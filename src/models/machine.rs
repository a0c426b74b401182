//! Machine model.
//!
//! Machines are unary resources: at most one operation at a time. Each
//! machine carries a power profile used by the energy objective.

use serde::{Deserialize, Serialize};

/// A machine that can process operations.
#[derive(Debug, Clone, PartialEq, Serialize, Deserialize)]
pub struct Machine {
    /// Human-readable name.
    pub name: String,
    /// Power drawn while processing (or setting up), per time unit.
    pub processing_power: f64,
    /// Power drawn while idle inside the schedule horizon, per time unit.
    pub idle_power: f64,
}

impl Machine {
    /// Creates a machine with processing power 1.0 and idle power 0.0.
    pub fn new(name: impl Into<String>) -> Self {
        Self {
            name: name.into(),
            processing_power: 1.0,
            idle_power: 0.0,
        }
    }

    /// Sets both power levels.
    pub fn with_power(mut self, processing_power: f64, idle_power: f64) -> Self {
        self.processing_power = processing_power;
        self.idle_power = idle_power;
        self
    }

    /// Default machine set `M0..M{count-1}`.
    pub fn numbered(count: usize) -> Vec<Machine> {
        (0..count).map(|i| Machine::new(format!("M{i}"))).collect()
    }

    /// Energy consumed over a horizon with the given busy time.
    ///
    /// Idle time is `horizon - busy`, clamped at zero.
    pub fn energy(&self, busy: i64, horizon: i64) -> f64 {
        let idle = (horizon - busy).max(0);
        self.processing_power * busy as f64 + self.idle_power * idle as f64
    }
}

#[cfg(test)]
mod tests {
    use super::*;

    #[test]
    fn test_machine_defaults() {
        let m = Machine::new("M0");
        assert_eq!(m.name, "M0");
        assert!((m.processing_power - 1.0).abs() < 1e-10);
        assert!((m.idle_power - 0.0).abs() < 1e-10);
    }

    #[test]
    fn test_numbered() {
        let ms = Machine::numbered(3);
        assert_eq!(ms.len(), 3);
        assert_eq!(ms[2].name, "M2");
    }

    #[test]
    fn test_energy() {
        let m = Machine::new("M").with_power(2.0, 0.5);
        // busy 10 → 20, idle 6 → 3
        assert!((m.energy(10, 16) - 23.0).abs() < 1e-10);
        // busy beyond horizon never yields negative idle
        assert!((m.energy(10, 5) - 20.0).abs() < 1e-10);
    }
}
//! Objective evaluation.
//!
//! # Submodules
//!
//! - [`kpi`]: one-pass schedule performance report
//! - [`objective`]: objective registry producing minimize-oriented vectors

pub mod kpi;
pub mod objective;

pub use kpi::ScheduleKpi;
pub use objective::{ObjectiveDefinition, ObjectiveFn, ObjectiveKind, ObjectiveSet, Sense};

|---|

# [EXERCISE OBJECTIVE]
Would you mind copying all of the records exactly?

# [WRITTEN REPLY]
filename src/models/machine.rs
repository a0c426b74b401182
//! Machine model.
//!
//! Machines are unary resources: at most one operation at a time. Each
//! machine carries a power profile used by the energy objective.

use serde::{Deserialize, Serialize};

/// A machine that can process operations.
#[derive(Debug, Clone, PartialEq, Serialize, Deserialize)]
pub struct Machine {
    /// Human-readable name.
    pub name: String,
    /// Power drawn while processing (or setting up), per time unit.
    pub processing_power: f64,
    /// Power drawn while idle inside the schedule horizon, per time unit.
    pub idle_power: f64,
}

impl Machine {
    /// Creates a machine with processing power 1.0 and idle power 0.0.
    pub fn new(name: impl Into<String>) -> Self {
        Self {
            name: name.into(),
            processing_power: 1.0,
            idle_power: 0.0,
        }
    }

    /// Sets both power levels.
    pub fn with_power(mut self, processing_power: f64, idle_power: f64) -> Self {
        self.processing_power = processing_power;
        self.idle_power = idle_power;
        self
    }

    /// Default machine set `M0..M{count-1}`.
    pub fn numbered(count: usize) -> Vec<Machine> {
        (0..count).map(|i| Machine::new(format!("M{i}"))).collect()
    }

    /// Energy consumed over a horizon with the given busy time.
    ///
    /// Idle time is `horizon - busy`, clamped at zero.
    pub fn energy(&self, busy: i64, horizon: i64) -> f64 {
        let idle = (horizon - busy).max(0);
        self.processing_power * busy as f64 + self.idle_power * idle as f64
    }
}

#[cfg(test)]
mod tests {
    use super::*;

    #[test]
    fn test_machine_defaults() {
        let m = Machine::new("M0");
        assert_eq!(m.name, "M0");
        assert!((m.processing_power - 1.0).abs() < 1e-10);
        assert!((m.idle_power - 0.0).abs() < 1e-10);
    }

    #[test]
    fn test_numbered() {
        let ms = Machine::numbered(3);
        assert_eq!(ms.len(), 3);
        assert_eq!(ms[2].name, "M2");
    }

    #[test]
    fn test_energy() {
        let m = Machine::new("M").with_power(2.0, 0.5);
        // busy 10 → 20, idle 6 → 3
        assert!((m.energy(10, 16) - 23.0).abs() < 1e-10);
        // busy beyond horizon never yields negative idle
        assert!((m.energy(10, 5) - 20.0).abs() < 1e-10);
    }
}
//! Objective evaluation.
//!
//! # Submodules
//!
//! - [`kpi`]: one-pass schedule performance report
//! - [`objective`]: objective registry producing minimize-oriented vectors

pub mod kpi;
pub mod objective;

pub use kpi::ScheduleKpi;
pub use objective::{ObjectiveDefinition, ObjectiveFn, ObjectiveKind, ObjectiveSet, Sense};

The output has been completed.